GFG Alliance, Sanjeev Gupta’s family-owned conglomerate, today announced plans to merge its worldwide steel plants into one global business worth $15bn (£11.7bn).
The Liberty Steel Group, which will combine operations in the UK, Europe, USA and Australia, will be incorporated by the end of the year.
The business will empoy 30,000 people in ten countries and will become the world’s eighth-largest steel producer outside China, with a total capacity of 18m tonnes a year.
Speaking at the World Steel Dynamics’ European Conference in Milan, Sanjeev Gupta, Executive Chairman of GFG Alliance, said:
“We are creating a new force in steel with the size, scale and agility to forge a path towards a sustainable future for our steel businesses and the communities in which we operate.”
Central to the new group’s ambitions will be becoming the world’s first carbon neutral steel company by 2030.
GFG’s Greensteel strategy will focus on using electric arc furnaces to recycle scrap steel, rather than producing all material from scratch.
Jay Hambro, GFG’s chief investment officer, said that the company was confident that their existing technology could get them two-thirds of the way to their goal by 2030.
He added that the remaining step would come from new technologies such as hydrogen generated from renewable power to produce steel. Liberty Primary Steel, one of the group’s new divisions, will lead the company’s hydrogen operations.
Current renewable initiatives include the Cultana solar farm in Australia, Glenshero hydro-electric plant in Scotland and Newport waste-to-energy project in Wales.
Hambro also said that the merger was part of GFG’s commitment to supporting and developing foundation industries around the world, many of which are increasingly neglected by major businesses.
Fautine Delasalle, Director of the Energy Transitions Commission, said: “I am delighted to see pioneering companies like Liberty Group turn that vision in practice and send a clear message to the market that green steel will be available at commercial scale and sooner than one might think.”

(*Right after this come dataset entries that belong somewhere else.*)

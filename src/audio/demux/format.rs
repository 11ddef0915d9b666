//! Container detection via header byte sniffing.

use crate::common::types::ContainerKind;

/// Sniff the container from the first bytes of a file.
///
/// Requires at least 4 bytes. Returns `ContainerKind::Unknown` for anything
/// not in the table.
pub fn sniff_container(header: &[u8]) -> ContainerKind {
    if header.len() < 4 {
        return ContainerKind::Unknown;
    }

    // EBML magic (WebM / Matroska)
    if header.starts_with(&[0x1A, 0x45, 0xDF, 0xA3]) {
        return ContainerKind::Webm;
    }

    if header.len() >= 8 && &header[4..8] == b"ftyp" {
        return ContainerKind::Mp4;
    }

    if header.starts_with(b"OggS") {
        return ContainerKind::Ogg;
    }

    if header.starts_with(b"fLaC") {
        return ContainerKind::Flac;
    }

    if header.starts_with(b"RIFF") && header.len() >= 12 && &header[8..12] == b"WAVE" {
        return ContainerKind::Wav;
    }

    if header.starts_with(b"ID3") {
        return ContainerKind::Mp3;
    }
    // ADTS sync word: 12 set bits, layer bits zero.
    if header[0] == 0xFF && (header[1] & 0xF6) == 0xF0 {
        return ContainerKind::Aac;
    }
    // MPEG audio frame sync.
    if header[0] == 0xFF && (header[1] & 0xE0) == 0xE0 {
        return ContainerKind::Mp3;
    }

    ContainerKind::Unknown
}

#[cfg(test)]
mod tests {
    use super::*;

    #[test]
    fn sniff_wav() {
        let hdr = b"RIFF\x24\x00\x00\x00WAVEfmt ";
        assert_eq!(sniff_container(hdr), ContainerKind::Wav);
    }

    #[test]
    fn sniff_mp4() {
        let hdr = b"\x00\x00\x00\x1Cftypisom";
        assert_eq!(sniff_container(hdr), ContainerKind::Mp4);
    }

    #[test]
    fn sniff_mpeg_family() {
        assert_eq!(sniff_container(b"ID3\x04\x00"), ContainerKind::Mp3);
        assert_eq!(sniff_container(&[0xFF, 0xFB, 0x90, 0x00]), ContainerKind::Mp3);
        assert_eq!(sniff_container(&[0xFF, 0xF1, 0x50, 0x80]), ContainerKind::Aac);
    }

    #[test]
    fn sniff_ogg_flac_webm() {
        assert_eq!(sniff_container(b"OggS\x00"), ContainerKind::Ogg);
        assert_eq!(sniff_container(b"fLaC\x00"), ContainerKind::Flac);
        assert_eq!(
            sniff_container(&[0x1A, 0x45, 0xDF, 0xA3, 0x01]),
            ContainerKind::Webm
        );
    }

    #[test]
    fn sniff_unknown() {
        assert_eq!(sniff_container(&[0, 0, 0, 0]), ContainerKind::Unknown);
        assert_eq!(sniff_container(b"RI"), ContainerKind::Unknown);
    }
}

There has been speculation whether Liberty House, which owns steel plants in Hartlepool and Scunthorpe, would make an offer for British Steel after the latter’s deal with Turkish company Ataer fell through. GFG declined to comment.
In July Liberty Steel completed the acquisition of seven major steelworks and five service centres across seven European countries from ArcelorMittal for €740m (£639m).